Constituents have minimal influence on their legislators’ policy priorities

1 comment | 2 shares

Estimated reading time: 5 minutes

Blog Admin

July 13th, 2018

Constituents have minimal influence on their legislators’ policy priorities

1 comment | 2 shares

Estimated reading time: 5 minutes

The most basic function of elected politicians is to represent the priorities of their constituents. But to what extent do legislators’ policy priorities actually reflect what people want? In new research, Philip D. Waggoner uses states’ industrial patterns in combination with survey research to model constituents’ preferences and then places these against legislators’ bill sponsorship. He finds that legislators tend to make assumptions about what their constituents want, based on the industries in their state, rather than on their expressed policy priorities.

Academics, policymakers, and citizens have long searched for an answer to the questions of whether and to what extent electors are influencing the elected. These questions strike at the heart of the representative democratic system that characterizes American politics and policymaking. While evidence exists on both sides, with some suggesting constituents do influence legislators and other suggesting they do not, another question remains: do constituents influence the policy priorities of their members of Congress? In recent research, I suggest the answer is, probably not too much.

To begin to understand whether legislators are responsive to the preferences of their constituents, we need to measure constituents’ preferences (the “call”) and then legislators’ policy focus (the “response”). Though there are many ways to approach these measures, beginning with constituent preferences, I take two approaches in an effort to be as exhaustive in this quest for policy responsiveness as possible. First, I use patterns of employment in specific industries in the districts to serve as proxies for preferences. The key assumption with this measure is that the industries in which constituents work should translate to policy preferences related to that industry (e.g., agriculture workers should prefer agriculture policy, or defense contractors should prefer defense-related policy from their legislators). Though limited in certain respects, the relatively frequent use of such a measure in the academic literature suggests it should at least provide a starting point in a search for policy responsiveness.

Then, for the second measure of preferences, I develop a new, more direct measure based on constituents’ selections of issues in response to the oft-asked “most important problem” (MIP) question. The measure leverages responses from every wave of the Cooperative Congressional Election Study (CCES) the MIP question was asked. The key benefit of this more direct approach is that it allows respondents to place themselves in “issue policy space” by selecting a given issue over several others when presented with many options. The measure, calculated at the district level and inferring nothing of latent ideology, provides a more direct look at precisely that which constituents highlight as the most important problems from their perspectives. The result, then, is a measure of constituents’ preferences across numerous issues, which should be of highest priority to their respective legislators, if the delegate model of representation serves as a useful guide. Whether legislators positively respond to these preferences is the purpose of my study.
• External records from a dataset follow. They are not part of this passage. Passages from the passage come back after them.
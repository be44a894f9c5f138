//! Protobuf messages of the `wechaty.Puppet` service.
//!
//! The schema is owned by the backend; these declarations mirror it field
//! for field. Requests and responses that share a wire shape share one Rust
//! type (protobuf messages carry no type name on the wire).

// ---------------------------------------------------------------------------
// Enumerations
// ---------------------------------------------------------------------------

/// Tag of an inbound event envelope.
#[derive(Clone, Copy, Debug, PartialEq, Eq, Hash, PartialOrd, Ord, ::prost::Enumeration)]
#[repr(i32)]
pub enum EventType {
    Unspecified = 0,
    Heartbeat = 1,
    Message = 2,
    Dong = 3,
    Error = 16,
    Friendship = 17,
    RoomInvite = 18,
    RoomJoin = 19,
    RoomLeave = 20,
    RoomTopic = 21,
    Scan = 22,
    Ready = 23,
    Login = 25,
    Logout = 26,
}

// ---------------------------------------------------------------------------
// Shared shapes
// ---------------------------------------------------------------------------

/// Request or response without fields (`Start`, `Stop`, `Logout`, `Event`, ...).
#[derive(Clone, PartialEq, ::prost::Message)]
pub struct Empty {}

/// `{ string id = 1; }`
#[derive(Clone, PartialEq, ::prost::Message)]
pub struct IdRequest {
    #[prost(string, tag = "1")]
    pub id: String,
}

/// `{ optional string id = 1; }` returned by the message-send family.
#[derive(Clone, PartialEq, ::prost::Message)]
pub struct OptionalIdResponse {
    #[prost(string, optional, tag = "1")]
    pub id: Option<String>,
}

/// `{ string id = 1; }` returned by `RoomCreate` and `MessageContact`.
#[derive(Clone, PartialEq, ::prost::Message)]
pub struct IdResponse {
    #[prost(string, tag = "1")]
    pub id: String,
}

/// `{ repeated string ids = 1; }`
#[derive(Clone, PartialEq, ::prost::Message)]
pub struct IdsResponse {
    #[prost(string, repeated, tag = "1")]
    pub ids: Vec<String>,
}

/// `{ string id = 1; string contact_id = 2; }` used by room membership and tag calls.
#[derive(Clone, PartialEq, ::prost::Message)]
pub struct IdContactRequest {
    #[prost(string, tag = "1")]
    pub id: String,
    #[prost(string, tag = "2")]
    pub contact_id: String,
}

/// `{ optional string qrcode = 1; }`
#[derive(Clone, PartialEq, ::prost::Message)]
pub struct QrCodeResponse {
    #[prost(string, optional, tag = "1")]
    pub qrcode: Option<String>,
}

/// `{ optional string filebox = 1; }`
#[derive(Clone, PartialEq, ::prost::Message)]
pub struct FileBoxResponse {
    #[prost(string, optional, tag = "1")]
    pub filebox: Option<String>,
}

/// One piece of a streamed file. `name` is usually only set on the first chunk.
#[derive(Clone, PartialEq, ::prost::Message)]
pub struct FileBoxChunk {
    #[prost(bytes = "vec", tag = "1")]
    pub data: Vec<u8>,
    #[prost(string, optional, tag = "2")]
    pub name: Option<String>,
}

/// Item of `MessageFileStream` and `MessageImageStream`.
#[derive(Clone, PartialEq, ::prost::Message)]
pub struct FileStreamResponse {
    #[prost(message, optional, tag = "1")]
    pub file_box_chunk: Option<FileBoxChunk>,
}

// ---------------------------------------------------------------------------
// Base
// ---------------------------------------------------------------------------

/// Inbound event envelope.
#[derive(Clone, PartialEq, ::prost::Message)]
pub struct EventResponse {
    #[prost(enumeration = "EventType", tag = "1")]
    pub r#type: i32,
    #[prost(string, tag = "2")]
    pub payload: String,
}

#[derive(Clone, PartialEq, ::prost::Message)]
pub struct DingRequest {
    #[prost(string, tag = "1")]
    pub data: String,
}

#[derive(Clone, PartialEq, ::prost::Message)]
pub struct DirtyPayloadRequest {
    #[prost(int32, tag = "1")]
    pub r#type: i32,
    #[prost(string, tag = "2")]
    pub id: String,
}

// ---------------------------------------------------------------------------
// Contact
// ---------------------------------------------------------------------------

#[derive(Clone, PartialEq, ::prost::Message)]
pub struct ContactPayloadResponse {
    #[prost(string, tag = "1")]
    pub id: String,
    #[prost(int32, tag = "2")]
    pub gender: i32,
    #[prost(int32, tag = "3")]
    pub r#type: i32,
    #[prost(string, tag = "4")]
    pub name: String,
    #[prost(string, tag = "5")]
    pub avatar: String,
    #[prost(string, tag = "6")]
    pub address: String,
    #[prost(string, tag = "7")]
    pub alias: String,
    #[prost(string, tag = "8")]
    pub city: String,
    #[prost(bool, tag = "9")]
    pub friend: bool,
    #[prost(string, tag = "10")]
    pub province: String,
    #[prost(string, tag = "11")]
    pub signature: String,
    #[prost(bool, tag = "12")]
    pub star: bool,
    #[prost(string, tag = "13")]
    pub weixin: String,
    #[prost(string, tag = "14")]
    pub corporation: String,
    #[prost(string, tag = "15")]
    pub title: String,
    #[prost(string, tag = "16")]
    pub description: String,
    #[prost(bool, tag = "17")]
    pub coworker: bool,
    #[prost(string, repeated, tag = "18")]
    pub phones: Vec<String>,
}

#[derive(Clone, PartialEq, ::prost::Message)]
pub struct ContactAliasRequest {
    #[prost(string, tag = "1")]
    pub id: String,
    #[prost(string, optional, tag = "2")]
    pub alias: Option<String>,
}

#[derive(Clone, PartialEq, ::prost::Message)]
pub struct ContactAliasResponse {
    #[prost(string, optional, tag = "1")]
    pub alias: Option<String>,
}

#[derive(Clone, PartialEq, ::prost::Message)]
pub struct ContactAvatarRequest {
    #[prost(string, tag = "1")]
    pub id: String,
    #[prost(string, optional, tag = "2")]
    pub filebox: Option<String>,
}

#[derive(Clone, PartialEq, ::prost::Message)]
pub struct ContactSelfNameRequest {
    #[prost(string, tag = "1")]
    pub name: String,
}

#[derive(Clone, PartialEq, ::prost::Message)]
pub struct ContactSelfSignatureRequest {
    #[prost(string, tag = "1")]
    pub signature: String,
}

// ---------------------------------------------------------------------------
// Tag
// ---------------------------------------------------------------------------

#[derive(Clone, PartialEq, ::prost::Message)]
pub struct TagContactListRequest {
    #[prost(string, optional, tag = "1")]
    pub contact_id: Option<String>,
}

// ---------------------------------------------------------------------------
// Friendship
// ---------------------------------------------------------------------------

#[derive(Clone, PartialEq, ::prost::Message)]
pub struct FriendshipSearchPhoneRequest {
    #[prost(string, tag = "1")]
    pub phone: String,
}

#[derive(Clone, PartialEq, ::prost::Message)]
pub struct FriendshipSearchWeixinRequest {
    #[prost(string, tag = "1")]
    pub weixin: String,
}

#[derive(Clone, PartialEq, ::prost::Message)]
pub struct FriendshipSearchResponse {
    #[prost(string, optional, tag = "1")]
    pub contact_id: Option<String>,
}

#[derive(Clone, PartialEq, ::prost::Message)]
pub struct FriendshipAddRequest {
    #[prost(string, tag = "1")]
    pub contact_id: String,
    #[prost(string, tag = "2")]
    pub hello: String,
}

/// Shared by `FriendshipPayload` and `RoomInvitationPayload`: an id plus an
/// optional JSON payload to store.
#[derive(Clone, PartialEq, ::prost::Message)]
pub struct PayloadRequest {
    #[prost(string, tag = "1")]
    pub id: String,
    #[prost(string, optional, tag = "2")]
    pub payload: Option<String>,
}

#[derive(Clone, PartialEq, ::prost::Message)]
pub struct FriendshipPayloadResponse {
    #[prost(string, tag = "1")]
    pub id: String,
    #[prost(string, tag = "2")]
    pub contact_id: String,
    #[prost(string, tag = "3")]
    pub hello: String,
    #[prost(int32, tag = "4")]
    pub r#type: i32,
    #[prost(string, tag = "5")]
    pub stranger: String,
    #[prost(string, tag = "6")]
    pub ticket: String,
    #[prost(int32, tag = "7")]
    pub scene: i32,
}

// ---------------------------------------------------------------------------
// Message
// ---------------------------------------------------------------------------

#[derive(Clone, PartialEq, ::prost::Message)]
pub struct MessagePayloadResponse {
    #[prost(string, tag = "1")]
    pub id: String,
    #[prost(string, tag = "2")]
    pub filename: String,
    #[prost(string, tag = "3")]
    pub text: String,
    #[prost(uint64, tag = "4")]
    pub timestamp: u64,
    /// Message type in the backend's own numbering, see `ServerMessageType`.
    #[prost(int32, tag = "5")]
    pub r#type: i32,
    #[prost(string, tag = "6")]
    pub talker_id: String,
    #[prost(string, tag = "7")]
    pub room_id: String,
    #[prost(string, tag = "8")]
    pub listener_id: String,
    #[prost(string, repeated, tag = "9")]
    pub mention_ids: Vec<String>,
}

#[derive(Clone, PartialEq, ::prost::Message)]
pub struct MessageImageStreamRequest {
    #[prost(string, tag = "1")]
    pub id: String,
    #[prost(int32, tag = "2")]
    pub r#type: i32,
}

#[derive(Clone, PartialEq, ::prost::Message)]
pub struct MessageUrlResponse {
    #[prost(string, tag = "1")]
    pub url_link: String,
}

#[derive(Clone, PartialEq, ::prost::Message)]
pub struct MessageMiniProgramResponse {
    #[prost(string, tag = "1")]
    pub mini_program: String,
}

#[derive(Clone, PartialEq, ::prost::Message)]
pub struct MessageRecallResponse {
    #[prost(bool, tag = "1")]
    pub success: bool,
}

#[derive(Clone, PartialEq, ::prost::Message)]
pub struct MessageSendTextRequest {
    #[prost(string, tag = "1")]
    pub conversation_id: String,
    #[prost(string, tag = "2")]
    pub text: String,
    #[prost(string, repeated, tag = "3")]
    pub mention_ids: Vec<String>,
}

#[derive(Clone, PartialEq, ::prost::Message)]
pub struct MessageSendContactRequest {
    #[prost(string, tag = "1")]
    pub conversation_id: String,
    #[prost(string, tag = "2")]
    pub contact_id: String,
}

#[derive(Clone, PartialEq, ::prost::Message)]
pub struct MessageSendFileRequest {
    #[prost(string, tag = "1")]
    pub conversation_id: String,
    #[prost(string, tag = "2")]
    pub filebox: String,
}

#[derive(Clone, PartialEq, ::prost::Message)]
pub struct MessageSendUrlRequest {
    #[prost(string, tag = "1")]
    pub conversation_id: String,
    #[prost(string, tag = "2")]
    pub url_link: String,
}

#[derive(Clone, PartialEq, ::prost::Message)]
pub struct MessageSendMiniProgramRequest {
    #[prost(string, tag = "1")]
    pub conversation_id: String,
    #[prost(string, tag = "2")]
    pub mini_program: String,
}

// ---------------------------------------------------------------------------
// Room
// ---------------------------------------------------------------------------

#[derive(Clone, PartialEq, ::prost::Message)]
pub struct RoomCreateRequest {
    #[prost(string, repeated, tag = "1")]
    pub contact_ids: Vec<String>,
    #[prost(string, optional, tag = "2")]
    pub topic: Option<String>,
}

#[derive(Clone, PartialEq, ::prost::Message)]
pub struct RoomPayloadResponse {
    #[prost(string, tag = "1")]
    pub id: String,
    #[prost(string, tag = "2")]
    pub topic: String,
    #[prost(string, tag = "3")]
    pub avatar: String,
    #[prost(string, tag = "4")]
    pub owner_id: String,
    #[prost(string, repeated, tag = "5")]
    pub admin_ids: Vec<String>,
    #[prost(string, repeated, tag = "6")]
    pub member_ids: Vec<String>,
}

#[derive(Clone, PartialEq, ::prost::Message)]
pub struct RoomMemberListResponse {
    #[prost(string, repeated, tag = "1")]
    pub member_ids: Vec<String>,
}

#[derive(Clone, PartialEq, ::prost::Message)]
pub struct RoomMemberPayloadRequest {
    #[prost(string, tag = "1")]
    pub id: String,
    #[prost(string, tag = "2")]
    pub member_id: String,
}

#[derive(Clone, PartialEq, ::prost::Message)]
pub struct RoomMemberPayloadResponse {
    #[prost(string, tag = "1")]
    pub id: String,
    #[prost(string, tag = "2")]
    pub room_alias: String,
    #[prost(string, tag = "3")]
    pub inviter_id: String,
    #[prost(string, tag = "4")]
    pub avatar: String,
    #[prost(string, tag = "5")]
    pub name: String,
}

#[derive(Clone, PartialEq, ::prost::Message)]
pub struct RoomTopicRequest {
    #[prost(string, tag = "1")]
    pub id: String,
    #[prost(string, optional, tag = "2")]
    pub topic: Option<String>,
}

#[derive(Clone, PartialEq, ::prost::Message)]
pub struct RoomTopicResponse {
    #[prost(string, optional, tag = "1")]
    pub topic: Option<String>,
}

#[derive(Clone, PartialEq, ::prost::Message)]
pub struct RoomAnnounceRequest {
    #[prost(string, tag = "1")]
    pub id: String,
    #[prost(string, optional, tag = "2")]
    pub text: Option<String>,
}

#[derive(Clone, PartialEq, ::prost::Message)]
pub struct RoomAnnounceResponse {
    #[prost(string, optional, tag = "1")]
    pub text: Option<String>,
}

#[derive(Clone, PartialEq, ::prost::Message)]
pub struct RoomInvitationPayloadResponse {
    #[prost(string, tag = "1")]
    pub id: String,
    #[prost(string, tag = "2")]
    pub inviter_id: String,
    #[prost(string, tag = "3")]
    pub topic: String,
    #[prost(int32, tag = "4")]
    pub member_count: i32,
    #[prost(string, repeated, tag = "5")]
    pub member_ids: Vec<String>,
    #[prost(uint64, tag = "6")]
    pub timestamp: u64,
    #[prost(string, tag = "7")]
    pub avatar: String,
    #[prost(string, tag = "8")]
    pub invitation: String,
    #[prost(string, tag = "9")]
    pub receiver_id: String,
}

#[cfg(test)]
mod tests {
    use super::*;
    use prost::Message;

    #[test]
    fn test_event_type_codes() {
        assert_eq!(EventType::try_from(25).ok(), Some(EventType::Login));
        assert_eq!(EventType::try_from(22).ok(), Some(EventType::Scan));
        assert!(EventType::try_from(24).is_err());
    }

    #[test]
    fn test_empty_frame_decodes_to_defaults() {
        let alias = ContactAliasResponse::decode(&[][..]).unwrap();
        assert_eq!(alias.alias, None);

        let ids = IdsResponse::decode(&[][..]).unwrap();
        assert!(ids.ids.is_empty());
    }

    #[test]
    fn test_shared_shape_is_wire_compatible() {
        let request = IdContactRequest {
            id: "room-1".to_string(),
            contact_id: "contact-1".to_string(),
        };
        let bytes = request.encode_to_vec();
        let id_only = IdRequest::decode(bytes.as_slice()).unwrap();
        assert_eq!(id_only.id, "room-1");
    }
}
Legislature” by Mike Renlund is licensed under CC BY NC SA

Before launching into the analysis and findings, Figure 1 offers a visual look at the distribution of the direct measure. Figure 1 shows the percentage of constituents in Ohio’s and New Mexico’s Congressional districts that selected the “economy” as the most important problem in 2008, which was the beginning of the Great Recession. Note that Midwest and northeast states were hit hardest by the Great Recession, while southwestern and border states were hit much less hard by comparison. And further, in larger metropolitan areas with greater concentrations of residents and businesses, the effects of an economic downturn are felt most intensely. Seen in these two state examples, my measure picks up these trends showing first, greater selection of “economy” as the most important problem in Ohio overall (Midwest) compared to New Mexico (border state), and then in the metropolitan areas of each state, depicted by darker shades.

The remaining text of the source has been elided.